In El Salvador, paving the road for better opportunities
For decades, poor roads between the municipalities of the Balsam Mountain Range in El Salvador kept the place isolated, limiting the economic potential of small villages such as San Antonio.
Despite having an agricultural cooperative of over 700 manzanas (about 1200 acres), 40 percent of which are dedicated to coffee cultivation, and a mild climate and landscape with a high tourism attraction potential, the village was largely cut off from growth opportunities.
- Total investment in the new highway is US $8.3 million.
- The highway was built with local workforce, and more than 200 direct jobs have been created.
- Cooperativa San Antonio extends for 6 of the 8.9 km of the highway.
"It was difficult to transport the coffee to be sold,” said Julio Armando Gutiérrez, president of the Cooperativa San Antonio. “The area is rainy, and trucks would get stuck; people had to load three to five pounds of coffee up to the small squares, and walk for a half hour in muddy roads with landslide debris. Since the coffee goes bad in two days, the company that receives it paid us less."
The outlook changed when almost 9 kilometres of the Tamanique-La Libertad highway were paved through a programme supported by the Ministry of Public Works, Transportation, Housing and Urban Development (MOP) and UNDP. The project is breaking new ground for over 13,500 locals and joins four other projects in the mountainous region, two of which have already been completed.
Coffee production is the main activity of Tamanique. Last year, the area was hit by the “roya” (rust), a fungus that affects the coffee plant. It was the worst epidemic in 33 years, and coffee farmers faced serious economic losses. But the losses were partly mitigated by the construction of the highway, which was carried out using a local workforce.

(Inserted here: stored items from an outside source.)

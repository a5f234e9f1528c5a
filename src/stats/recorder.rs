//! Quiz recorder - turns a finished quiz into a stats delta
//!
//! The achievement manager only merges deltas; this is where a
//! quiz-completion handler gets the new absolute values from.

use chrono::NaiveDate;

use super::achievements::streaks::next_streak;
use super::achievements::XpRewards;
use super::models::{GameStats, PeriodStats, StatsDelta};
use super::time_bucket::{month_bucket, week_bucket, year_bucket};

/// Result of one finished quiz
#[derive(Debug, Clone, PartialEq, Eq)]
pub struct QuizOutcome {
    pub subject: String,
    pub correct: u32,
    pub wrong: u32,
    pub duration_secs: u32,
    /// Lower-stakes demo mode: only demo counters and streak move
    pub demo: bool,
    pub finished_on: NaiveDate,
}

impl QuizOutcome {
    pub fn question_count(&self) -> u64 {
        u64::from(self.correct) + u64::from(self.wrong)
    }

    /// All questions answered correctly (empty quizzes don't count)
    pub fn is_perfect(&self) -> bool {
        self.correct > 0 && self.wrong == 0
    }

    /// Points added to the score
    pub fn points(&self) -> u64 {
        u64::from(self.correct) * XpRewards::POINTS_PER_CORRECT
    }

    /// XP earned, before any achievement rewards
    pub fn xp(&self, streak_days: u32) -> u64 {
        let mut xp = u64::from(self.correct) * XpRewards::CORRECT_ANSWER;
        if self.is_perfect() {
            xp += XpRewards::PERFECT_BONUS;
        }
        xp + XpRewards::streak_bonus(streak_days)
    }
}

/// Build the delta for `outcome` on top of `current`
pub fn delta_for(current: &GameStats, outcome: &QuizOutcome) -> StatsDelta {
    let streak = next_streak(current.last_quiz_date, current.streak_days, outcome.finished_on);

    let mut delta = StatsDelta {
        streak_days: Some(streak),
        last_quiz_date: Some(outcome.finished_on),
        ..Default::default()
    };

    if outcome.demo {
        delta.demo_quizzes = Some(current.demo_quizzes.saturating_add(1));
        if outcome.is_perfect() {
            delta.demo_perfect_scores = Some(current.demo_perfect_scores.saturating_add(1));
        }
        return delta;
    }

    let xp = outcome.xp(streak);
    let points = outcome.points();

    delta.total_quizzes = Some(current.total_quizzes.saturating_add(1));
    delta.total_correct_answers =
        Some(current.total_correct_answers.saturating_add(outcome.correct));
    delta.total_wrong_answers = Some(current.total_wrong_answers.saturating_add(outcome.wrong));
    delta.total_score = Some(current.total_score.saturating_add(points));
    delta.total_xp = Some(current.total_xp.saturating_add(xp));

    if outcome.is_perfect() {
        delta.perfect_scores = Some(current.perfect_scores.saturating_add(1));
        if !current.subjects_mastered.contains(&outcome.subject) {
            let mut mastered = current.subjects_mastered.clone();
            mastered.insert(outcome.subject.clone());
            delta.subjects_mastered = Some(mastered);
        }
    }

    if outcome.duration_secs > 0
        && (current.fastest_quiz_time == 0 || outcome.duration_secs < current.fastest_quiz_time)
    {
        delta.fastest_quiz_time = Some(outcome.duration_secs);
    }

    let day = outcome.finished_on;
    delta.weekly = Some(roll(&current.weekly, week_bucket(day), outcome, points, xp));
    delta.monthly = Some(roll(&current.monthly, month_bucket(day), outcome, points, xp));
    delta.yearly = Some(roll(&current.yearly, year_bucket(day), outcome, points, xp));

    delta
}

/// Add the outcome to a rollup, restarting it when the period changed
fn roll(
    current: &PeriodStats,
    bucket: String,
    outcome: &QuizOutcome,
    points: u64,
    xp: u64,
) -> PeriodStats {
    let mut period = if current.period == bucket {
        current.clone()
    } else {
        PeriodStats::starting(bucket)
    };
    period.quizzes = period.quizzes.saturating_add(1);
    period.correct_answers = period.correct_answers.saturating_add(outcome.correct);
    period.wrong_answers = period.wrong_answers.saturating_add(outcome.wrong);
    period.score = period.score.saturating_add(points);
    period.xp = period.xp.saturating_add(xp);
    period
}
//! Record command implementation

use anyhow::{bail, Result};

use quizquest::stats::{delta_for, open_manager};
use quizquest::{Config, QuizOutcome};

/// Apply a finished quiz to the stored progress
pub fn record_command(config: &Config, outcome: QuizOutcome) -> Result<()> {
    if outcome.question_count() == 0 {
        bail!("A quiz needs at least one answered question");
    }

    let manager = open_manager(config)?;
    let delta = delta_for(&manager.stats(), &outcome);
    let result = manager.apply_delta(&delta);

    let mode = if outcome.demo { "Demo quiz" } else { "Quiz" };
    println!(
        "{} recorded: {} - {}/{} correct",
        mode,
        outcome.subject,
        outcome.correct,
        outcome.question_count()
    );
    super::print_events(&result.events);
    println!(
        "\n  Total XP: {}  Level: {}  Streak: {} day(s)",
        result.stats.total_xp, result.stats.current_level, result.stats.streak_days
    );

    manager.teardown()
}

This created more than 200 direct jobs.
"This type of public infrastructure initiative, which has received technical assistance from the United Nations Office for Project Services (UNOPS), improves the quality of life of communities and contributes to raising the level of human development of our country," said Rafael Viale, Social Investment Area Coordinator of UNDP El Salvador.

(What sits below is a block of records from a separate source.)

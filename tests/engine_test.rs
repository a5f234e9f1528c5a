//! End-to-end tests for the achievement engine on a real SQLite store

mod common;

use chrono::Duration;

use common::{date, quiz, TestDb};
use quizquest::stats::achievements::{
    detect_new_unlocks, reevaluate, Achievement, AchievementId, AchievementState,
    GamificationEvent, LevelCalculator,
};
use quizquest::stats::{
    delta_for, AchievementManager, GameStats, MemoryStore, ProgressStore, SqliteStore,
    StatsDelta, ACHIEVEMENTS_KEY, STATS_KEY,
};

#[test]
fn first_quiz_unlocks_first_quiz_achievement() {
    let db = TestDb::new();
    let manager = db.manager();

    let outcome = manager.apply_delta(&StatsDelta {
        total_quizzes: Some(1),
        ..Default::default()
    });

    assert!(outcome.stats.has_achievement("first-quiz"));
    assert_eq!(manager.achievement_progress("first-quiz"), Some(1));
    let unlocked = manager.unlocked_achievements();
    assert_eq!(unlocked.len(), 1);
    assert_eq!(unlocked[0].id(), AchievementId::FirstQuiz);
    assert!(unlocked[0].is_unlocked());
}

#[test]
fn perfect_score_reward_is_not_granted_twice() {
    let db = TestDb::new();
    let manager = db.manager();

    let first = manager.apply_delta(&StatsDelta {
        perfect_scores: Some(1),
        ..Default::default()
    });
    let rewards: u64 = first
        .events
        .iter()
        .filter_map(|e| match e {
            GamificationEvent::XpAwarded { amount, .. } => Some(*amount),
            _ => None,
        })
        .sum();
    assert_eq!(rewards, 250);

    let second = manager.apply_delta(&StatsDelta {
        perfect_scores: Some(2),
        ..Default::default()
    });
    assert_eq!(second.stats.total_xp, 250);
    assert_eq!(second.unlocked().count(), 0);
}

#[test]
fn progress_survives_restart() {
    let db = TestDb::new();
    let before = {
        let manager = db.manager();
        manager.apply_delta(&StatsDelta {
            total_quizzes: Some(4),
            streak_days: Some(3),
            fastest_quiz_time: Some(55),
            ..Default::default()
        });
        let snapshot = (manager.stats(), manager.achievements());
        manager.teardown().unwrap();
        snapshot
    };

    let manager = db.manager();
    assert_eq!(manager.stats(), before.0);
    for (restored, saved) in manager.achievements().iter().zip(&before.1) {
        assert_eq!(restored.id(), saved.id());
        assert_eq!(restored.progress, saved.progress);
        assert_eq!(restored.is_unlocked(), saved.is_unlocked());
        assert_eq!(restored.unlocked_at, saved.unlocked_at);
    }
}

#[test]
fn restored_achievements_behave_like_the_catalog() {
    let store = MemoryStore::new();
    let mut states = AchievementState::catalog_defaults();
    let stats = GameStats {
        total_quizzes: 3,
        ..GameStats::default()
    };
    states = reevaluate(&stats, &states, chrono::Utc::now());
    store
        .save(&stats, &quizquest::stats::achievements::to_records(&states))
        .unwrap();

    let loaded = store.load();
    let restored = AchievementState::restore(&loaded.achievements.unwrap());
    let more = GameStats {
        total_quizzes: 10,
        ..stats
    };
    for state in &restored {
        let def = state.achievement;
        assert_eq!(def.progress(&more), def.id.definition().progress(&more));
        assert_eq!(def.condition(&more), def.id.definition().condition(&more));
    }
}

#[test]
fn malformed_storage_falls_back_to_defaults() {
    let store = MemoryStore::new();
    store.insert_raw(STATS_KEY, "definitely not json");
    store.insert_raw(ACHIEVEMENTS_KEY, "[1, 2, 3]");

    let manager = AchievementManager::init(Box::new(store), LevelCalculator::default(), "kid");
    let stats = manager.stats();
    assert_eq!(stats.total_quizzes, 0);
    assert_eq!(stats.user_id, "kid");
    assert_eq!(manager.locked_achievements().len(), Achievement::total_count());
}

#[test]
fn reevaluating_without_changes_grants_nothing() {
    let stats = GameStats {
        total_quizzes: 60,
        perfect_scores: 3,
        streak_days: 8,
        ..GameStats::default()
    };
    let once = reevaluate(&stats, &AchievementState::catalog_defaults(), chrono::Utc::now());
    let twice = reevaluate(&stats, &once, chrono::Utc::now());
    assert!(detect_new_unlocks(&once, &twice).is_empty());
    assert!(detect_new_unlocks(&twice, &twice).is_empty());
}

#[test]
fn level_boundaries_follow_xp_per_level() {
    let db = TestDb::new();
    let manager = db.manager_with(LevelCalculator::new(500).unwrap());

    let zero = manager.level_progress();
    assert_eq!(zero.current_level, 1);
    assert_eq!(zero.current_xp, 0);
    assert_eq!(zero.progress_percentage, 0.0);

    manager.apply_delta(&StatsDelta {
        total_xp: Some(500),
        ..Default::default()
    });
    let rolled = manager.level_progress();
    assert_eq!(rolled.current_xp, 0);
    assert_eq!(rolled.current_level, 2);
    assert_eq!(manager.stats().current_level, 2);
}

#[test]
fn reset_returns_to_defaults() {
    let db = TestDb::new();
    let manager = db.manager();
    manager.apply_delta(&StatsDelta {
        total_quizzes: Some(55),
        perfect_scores: Some(2),
        demo_quizzes: Some(1),
        ..Default::default()
    });
    manager.force_unlock("polymath");

    manager.reset_stats();
    assert!(manager.achievements().iter().all(|s| !s.is_unlocked() && s.progress == 0));
    manager.teardown().unwrap();

    let manager = db.manager();
    let stats = manager.stats();
    assert_eq!(stats.total_quizzes, 0);
    assert_eq!(stats.total_xp, 0);
    assert_eq!(stats.total_score, 0);
    assert!(stats.achievements.is_empty());
    assert!(manager.achievements().iter().all(|s| !s.is_unlocked() && s.progress == 0));
}

#[test]
fn a_week_of_quizzes() {
    let db = TestDb::new();
    let manager = db.manager();
    let start = date(2026, 10, 12);

    for day in 0..7 {
        let on = start + Duration::days(day);
        let outcome = quiz("math", 8, 2, 120, on);
        manager.apply_delta(&delta_for(&manager.stats(), &outcome));
    }

    let stats = manager.stats();
    assert_eq!(stats.total_quizzes, 7);
    assert_eq!(stats.streak_days, 7);
    assert_eq!(stats.total_correct_answers, 56);
    assert!(stats.has_achievement("first-quiz"));
    assert!(stats.has_achievement("streak-3"));
    assert!(stats.has_achievement("streak-7"));
    assert!(!stats.has_achievement("perfect-score"));
    assert_eq!(manager.achievement_progress("quiz-enthusiast"), Some(7));

    // Achievement ids and unlocked states agree
    let unlocked: Vec<_> = manager
        .unlocked_achievements()
        .iter()
        .map(|s| s.id().as_str().to_string())
        .collect();
    let mut recorded = stats.achievements.clone();
    recorded.sort();
    let mut expected = unlocked;
    expected.sort();
    assert_eq!(recorded, expected);
}

#[test]
fn perfect_fast_quiz_unlocks_across_categories() {
    let db = TestDb::new();
    let manager = db.manager();
    let outcome = quiz("history", 10, 0, 25, date(2026, 10, 19));

    let result = manager.apply_delta(&delta_for(&manager.stats(), &outcome));
    let ids: Vec<_> = result.unlocked().map(|u| u.achievement.id).collect();
    assert_eq!(
        ids,
        vec![
            AchievementId::FirstQuiz,
            AchievementId::PerfectScore,
            AchievementId::SubjectMaster,
            AchievementId::SpeedDemon,
            AchievementId::LightningFast,
        ]
    );
    assert!(result.stats.subjects_mastered.contains("history"));
}

#[test]
fn rising_star_tracks_levels_gained() {
    let store = SqliteStore::open_in_memory().unwrap();
    let manager = AchievementManager::init(
        Box::new(store.clone()),
        LevelCalculator::new(100).unwrap(),
        "student-1",
    );
    assert_eq!(manager.achievement_progress("rising-star"), Some(0));

    let outcome = manager.apply_delta(&StatsDelta {
        total_xp: Some(350),
        ..Default::default()
    });
    assert_eq!(outcome.stats.current_level, 4);
    assert_eq!(manager.achievement_progress("rising-star"), Some(3));
    assert_eq!(outcome.unlocked().count(), 0);

    let outcome = manager.apply_delta(&StatsDelta {
        total_xp: Some(400),
        ..Default::default()
    });
    let ids: Vec<_> = outcome.unlocked().map(|u| u.achievement.id).collect();
    assert_eq!(ids, vec![AchievementId::RisingStar]);

    manager.reset_stats();
    assert_eq!(manager.achievement_progress("rising-star"), Some(0));
    manager.teardown().unwrap();

    let reopened =
        AchievementManager::init(Box::new(store), LevelCalculator::new(100).unwrap(), "student-1");
    assert_eq!(reopened.achievement_progress("rising-star"), Some(0));
    assert!(reopened.unlocked_achievements().is_empty());
}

UNDP has worked closely with MOP since 2010 to promote the implementation of road works that have economic and social impact, built by following cost-effective public investment processes to reduce the vulnerability of the communities.
"Not only was the drainage of the road surface improved, but walls and embankments also were built, improving the road’s lifespan and preventing flooding," said Viale.

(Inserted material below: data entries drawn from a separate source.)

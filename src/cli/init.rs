//! Init command implementation

use anyhow::{bail, Result};
use std::path::Path;
use tracing::info;

use quizquest::Config;

/// Write a default config file
pub fn init_command(config_path: &Path, force: bool) -> Result<()> {
    if config_path.exists() && !force {
        bail!(
            "Config file already exists: {}. Use --force to overwrite.",
            config_path.display()
        );
    }

    Config::default().save_to_file(config_path)?;
    info!("Wrote default config to {}", config_path.display());
    println!("Created {}", config_path.display());

    Ok(())
}
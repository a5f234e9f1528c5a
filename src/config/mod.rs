//! Configuration loading and management

mod io;
mod settings;

pub use settings::{LevellingSettings, Settings};

use serde::{Deserialize, Serialize};

use crate::stats::achievements::{LevelCalculator, LevellingCurve};

/// Error type for invalid configuration values
#[derive(Debug, thiserror::Error)]
pub enum ConfigError {
    #[error("xp_per_level must be greater than zero")]
    ZeroXpPerLevel,

    #[error("levelling multiplier must be a positive number, got {0}")]
    InvalidMultiplier(f64),

    #[error("user_id must not be empty")]
    EmptyUserId,
}

/// Main configuration structure
#[derive(Debug, Clone, Default, PartialEq, Serialize, Deserialize)]
pub struct Config {
    /// General settings
    #[serde(default)]
    pub settings: Settings,

    /// Exponential levelling curve
    #[serde(default)]
    pub levelling: LevellingSettings,
}

impl Config {
    /// Check every value that would otherwise blow up at runtime
    pub fn validate(&self) -> Result<(), ConfigError> {
        if self.settings.user_id.trim().is_empty() {
            return Err(ConfigError::EmptyUserId);
        }
        self.level_calculator()?;
        self.levelling_curve()?;
        Ok(())
    }

    /// Level calculator for the configured XP per level
    pub fn level_calculator(&self) -> Result<LevelCalculator, ConfigError> {
        LevelCalculator::new(self.settings.xp_per_level)
    }

    /// Levelling curve for the configured base and multiplier
    pub fn levelling_curve(&self) -> Result<LevellingCurve, ConfigError> {
        LevellingCurve::new(self.levelling.base_xp, self.levelling.multiplier)
    }
}
//! Unlock command implementation

use anyhow::{bail, Result};

use quizquest::stats::open_manager;
use quizquest::Config;

/// Force-unlock an achievement, skipping its condition
pub fn unlock_command(config: &Config, id: &str) -> Result<()> {
    let manager = open_manager(config)?;
    let Some(result) = manager.force_unlock(id) else {
        bail!("Unknown achievement: {}", id);
    };

    if result.events.is_empty() {
        println!("Achievement {} is already unlocked.", id);
    } else {
        super::print_events(&result.events);
    }

    manager.teardown()
}
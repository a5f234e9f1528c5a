//! Achievements command implementation

use anyhow::{bail, Result};

use quizquest::stats::achievements::{AchievementCategory, Rarity};
use quizquest::stats::open_manager;
use quizquest::Config;

/// Filters from the command line
#[derive(Debug, Default)]
pub struct AchievementFilter {
    pub category: Option<String>,
    pub rarity: Option<String>,
    pub unlocked: bool,
    pub locked: bool,
}

/// List achievements with their progress
pub fn achievements_command(config: &Config, filter: &AchievementFilter) -> Result<()> {
    let category = match &filter.category {
        Some(c) => match AchievementCategory::from_str(c) {
            Some(category) => Some(category),
            None => bail!("Unknown category: {}", c),
        },
        None => None,
    };
    let rarity = match &filter.rarity {
        Some(r) => match Rarity::from_str(r) {
            Some(rarity) => Some(rarity),
            None => bail!("Unknown rarity: {}", r),
        },
        None => None,
    };

    let manager = open_manager(config)?;
    let states = if filter.unlocked {
        manager.unlocked_achievements()
    } else if filter.locked {
        manager.locked_achievements()
    } else {
        manager.achievements()
    };

    let shown: Vec<_> = states
        .into_iter()
        .filter(|s| category.is_none_or(|c| s.achievement.category == c))
        .filter(|s| rarity.is_none_or(|r| s.achievement.rarity == r))
        .collect();

    if shown.is_empty() {
        println!("No achievements found.");
        return Ok(());
    }

    let mut current_category = None;
    for state in &shown {
        let c = state.achievement.category;
        if current_category != Some(c) {
            println!("\n{}:", c.label());
            current_category = Some(c);
        }
        println!("  {}", super::achievement_line(state));
    }

    Ok(())
}
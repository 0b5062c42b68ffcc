use serde::{Deserialize, Serialize};

/// How a run of characters relates the old text to the new text
#[derive(Debug, Clone, Copy, PartialEq, Eq, Hash, Serialize, Deserialize)]
#[serde(rename_all = "lowercase")]
pub enum SegmentKind {
    Common,
    Added,
    Removed,
}

/// A maximal run of characters sharing one [`SegmentKind`].
#[derive(Debug, Clone, PartialEq, Eq, Serialize, Deserialize)]
pub struct DiffSegment {
    #[serde(rename = "type")]
    pub kind: SegmentKind,
    pub text: String,
}

impl SegmentKind {
    /// `Added` and `Removed` are changes, `Common` is not
    pub fn is_change(self) -> bool {
        !matches!(self, SegmentKind::Common)
    }
}

impl DiffSegment {
    pub fn new(kind: SegmentKind, text: impl Into<String>) -> Self {
        Self {
            kind,
            text: text.into(),
        }
    }

    pub fn common(text: impl Into<String>) -> Self {
        Self::new(SegmentKind::Common, text)
    }

    pub fn added(text: impl Into<String>) -> Self {
        Self::new(SegmentKind::Added, text)
    }

    pub fn removed(text: impl Into<String>) -> Self {
        Self::new(SegmentKind::Removed, text)
    }

    /// Length in Unicode scalar values, the unit the differ works in
    pub fn char_len(&self) -> usize {
        self.text.chars().count()
    }
}

/// Append `text` to `segments`, extending the last segment when it has the
/// same kind.
pub(crate) fn push_text(segments: &mut Vec<DiffSegment>, kind: SegmentKind, text: &str) {
    if text.is_empty() {
        return;
    }
    match segments.last_mut() {
        Some(last) if last.kind == kind => last.text.push_str(text),
        _ => segments.push(DiffSegment::new(kind, text)),
    }
}

/// Merge single-character atoms into maximal same-kind runs.
pub(crate) fn coalesce<I>(atoms: I) -> Vec<DiffSegment>
where
    I: IntoIterator<Item = (SegmentKind, char)>,
{
    let mut segments: Vec<DiffSegment> = Vec::new();
    for (kind, ch) in atoms {
        match segments.last_mut() {
            Some(last) if last.kind == kind => last.text.push(ch),
            _ => segments.push(DiffSegment::new(kind, ch)),
        }
    }
    segments
}

/// Rebuild the old text from an alignment (`Common` and `Removed` runs).
pub fn reconstruct_old(segments: &[DiffSegment]) -> String {
    segments
        .iter()
        .filter(|s| s.kind != SegmentKind::Added)
        .map(|s| s.text.as_str())
        .collect()
}

/// Rebuild the new text from an alignment (`Common` and `Added` runs).
pub fn reconstruct_new(segments: &[DiffSegment]) -> String {
    segments
        .iter()
        .filter(|s| s.kind != SegmentKind::Removed)
        .map(|s| s.text.as_str())
        .collect()
}
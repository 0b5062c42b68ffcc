use anyhow::Result;
use textcleaner::{
    EditSession, HistoryEntry, MemoryStore, PlainRenderer, Range, Replacement, RuleHistory,
    TranslationStore,
};

fn main() -> Result<()> {
    let message = include_str!("../fixtures/text/message_before.txt");

    println!("=== Original Message ===");
    println!("{}", message);

    let ranges = vec![Range::new("<think>", "</think>"), Range::new("(OOC:", ")")];
    let replacements = vec![Replacement::new("traveller", "traveler")];

    // Clean the message
    let mut session = EditSession::new(message);
    session.process(&ranges, &replacements);

    println!("\n=== Cleaned Message ===");
    println!("{}", session.current());

    // Compare it with the original
    let pair = session.compare_with(&PlainRenderer::default())?;

    println!("\n=== Original (marked) ===");
    println!("{}", pair.old);
    println!("\n=== Cleaned (marked) ===");
    println!("{}", pair.new);

    // Remember the rules and keep the result
    let mut history = RuleHistory::new();
    let final_text = session.commit(&mut history, &ranges, &replacements);
    assert_eq!(final_text, session.current());

    println!("\n=== Rule History ===");
    for entry in history.entries() {
        println!("{}", entry);
    }
    assert!(matches!(history.entries().next(), Some(HistoryEntry::Replace(_))));

    let mut store = MemoryStore::new();
    session.commit_translation(&mut store)?;
    assert_eq!(store.get(message)?.as_deref(), Some(session.current()));

    Ok(())
}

The people of San Antonio remember how during Tropical Storm 12 E in October 2010, they had to evacuate because a gully opened and flooded the school. Now, this community not only feels safer, but can mobilize themselves more easily in an emergency.
Public transportation also comes more frequently and easily, allowing people to work or study outside the town, where there is no higher education.
The president of the Cooperativa San Antonio also emphasizes the new future that the highway has given to agriculture, trade and tourism.
"Now we can easily deliver our crops and create a tourism project to benefit low-income families, because in the 711 manzanas of the Cooperative, there are three water sources and cypress forests with trails,” he said.